A Poet in the (Parallel) World
digital video (3840 x 2160), color, sound, 7′ 45”, 2023, Italy.
created by Luca Miranda, Riccardo Retez
June 20-July 3 2025
A Poet in the (Parallel) World reimagines the relationship between poetry, photography, and virtual environments. Part of an ongoing series examining remakes and adaptations within video game spaces, this machinima reconstructs fragments from Denise Levertov’s writings and Robert Adams’ photographic series A Parallel World (2020), translating them into a visual-poetic language shaped by the logic of the game engine. The avatar, navigating the hostile, post-apocalyptic landscape of Days Gone, becomes both witness and medium, channeling the poet’s voice and the photographer’s gaze while traversing a world governed by violence and algorithmic control. Set in a fictional Oregon two years after a fictional pandemic, the terrain echoes Adams’ contemplative images of dunes, windswept trees, and the Pacific coast, refracted through a dystopian lens. Levertov’s 1973 collection The Poet in the World serves as a conceptual anchor, framing the machinima’s central question: What does beauty mean when glimpsed within a world designed to simulate catastrophe and survival? Through in-game photography and synthetic narration, Miranda and Retez constructs a parallelism between what is seen and what is spoken, between the virtual and the poetic, proposing a subtle inquiry into perception, memory, and aesthetic resistance.
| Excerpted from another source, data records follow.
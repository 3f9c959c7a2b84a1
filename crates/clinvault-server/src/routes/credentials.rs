//! Dynamic database credential routes: `/v1/credentials/*`
//!
//! The generated password appears only in the create response.

use std::sync::Arc;

use axum::extract::{Path, State};
use axum::http::StatusCode;
use axum::routing::{get, post};
use axum::{Extension, Json, Router};

use clinvault_core::Caller;
use clinvault_core::credentials::{CredentialInfo, CredentialRequest, IssuedCredential};

use crate::error::AppError;
use crate::state::AppState;

pub fn router() -> Router<Arc<AppState>> {
    Router::new()
        .route("/", get(list_credentials).post(create_credential))
        .route("/{id}", get(get_credential))
        .route("/{id}/revoke", post(revoke_credential))
}

async fn create_credential(
    State(state): State<Arc<AppState>>,
    Extension(caller): Extension<Caller>,
    Json(body): Json<CredentialRequest>,
) -> Result<(StatusCode, Json<IssuedCredential>), AppError> {
    let issued = state.vault.create_credential(&caller, body).await?;
    Ok((StatusCode::CREATED, Json(issued)))
}

async fn list_credentials(
    State(state): State<Arc<AppState>>,
    Extension(caller): Extension<Caller>,
) -> Result<Json<Vec<CredentialInfo>>, AppError> {
    Ok(Json(state.vault.list_credentials(&caller).await?))
}

async fn get_credential(
    State(state): State<Arc<AppState>>,
    Extension(caller): Extension<Caller>,
    Path(id): Path<String>,
) -> Result<Json<CredentialInfo>, AppError> {
    Ok(Json(state.vault.get_credential(&caller, &id).await?))
}

async fn revoke_credential(
    State(state): State<Arc<AppState>>,
    Extension(caller): Extension<Caller>,
    Path(id): Path<String>,
) -> Result<Json<CredentialInfo>, AppError> {
    Ok(Json(state.vault.revoke_credential(&caller, &id).await?))
}
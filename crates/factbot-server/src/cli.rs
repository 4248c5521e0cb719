//! Command line interface

use crate::config::GatewayMode;
use clap::Parser;

#[derive(Parser, Debug, Clone, Default)]
#[command(name = "factbot")]
#[command(author, version, about = "Two-stage LLM moderation bot for chat channels", long_about = None)]
pub struct Cli {
    /// Configuration file path
    #[arg(short, long, default_value = "factbot.yaml", env = "FACTBOT_CONFIG")]
    pub config: String,

    /// Secrets file (JSON with the completion API key and gateway token)
    #[arg(short, long, env = "FACTBOT_SECRETS")]
    pub secrets: Option<String>,

    /// Listen address for the intake and operational endpoints
    #[arg(short = 'l', long)]
    pub listen: Option<String>,

    /// Listen port
    #[arg(short = 'P', long)]
    pub port: Option<u16>,

    /// Chat gateway: discord or dry-run
    #[arg(short, long, value_parser = parse_gateway_mode)]
    pub gateway: Option<GatewayMode>,

    /// Dequeues between conversation context resets
    #[arg(long)]
    pub reset_every: Option<u64>,

    /// Enable verbose logging
    #[arg(short, long)]
    pub verbose: bool,

    /// Emit logs as JSON lines
    #[arg(long)]
    pub log_json: bool,
}

fn parse_gateway_mode(value: &str) -> Result<GatewayMode, String> {
    value.parse()
}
Luca Miranda is an Italian artist, writer, and independent researcher whose work explores the intersections between reality and simulation, with a particular focus on the aesthetic and political capacities of video games. Through machinima, game photography, and hybrid audiovisual forms, he investigates the avatar, procedural environments, and the ideological grammars embedded in game systems. His practice engages with concepts such as immersion, interpassivity, and the tensions between authorship and automation. Miranda holds degrees from the University of Bologna and IULM University. In 2018, he co-founded Eremo, a Milan-based collective working across video games, sound art, and performance. From 2020 to 2024, he was part of the curatorial team at the Milan Machinima Festival. His first book, published in 2021, examines the aesthetics and design of walking simulators. His work has been presented at venues including the Internationale Kurzfilmtage Oberhausen, Metronom Gallery, IAFF Animator, Spazio InSitu, and Le Cube Garges.
Riccardo Retez is a multimedia designer, researcher, and adjunct professor with a focus on media sociology. His work explores the intersections of video games, digital art, and communication, with particular attention to the role of spectatorship and the dynamics of contemporary digital ecosystems. He holds a Ph.D. in Visual and Media Studies from IULM University in Milan and teaches at several institutions across Italy, including the University of Padua, the SAE Institute in Milan, and LABA in Florence. Retez contributes regularly to international academic journals and edited volumes, and curates events dedicated to contemporary visual culture. His research investigates how media practices shape perception and engagement in technologically mediated environments. He is the author of Machinima Vernacolare (Concrete Press, 2020) and the editor of The Real Aftermath: How COVID-19 Changed the Way Science Fiction is Conceived, Read, and Interpreted (Vernon Press, 2023).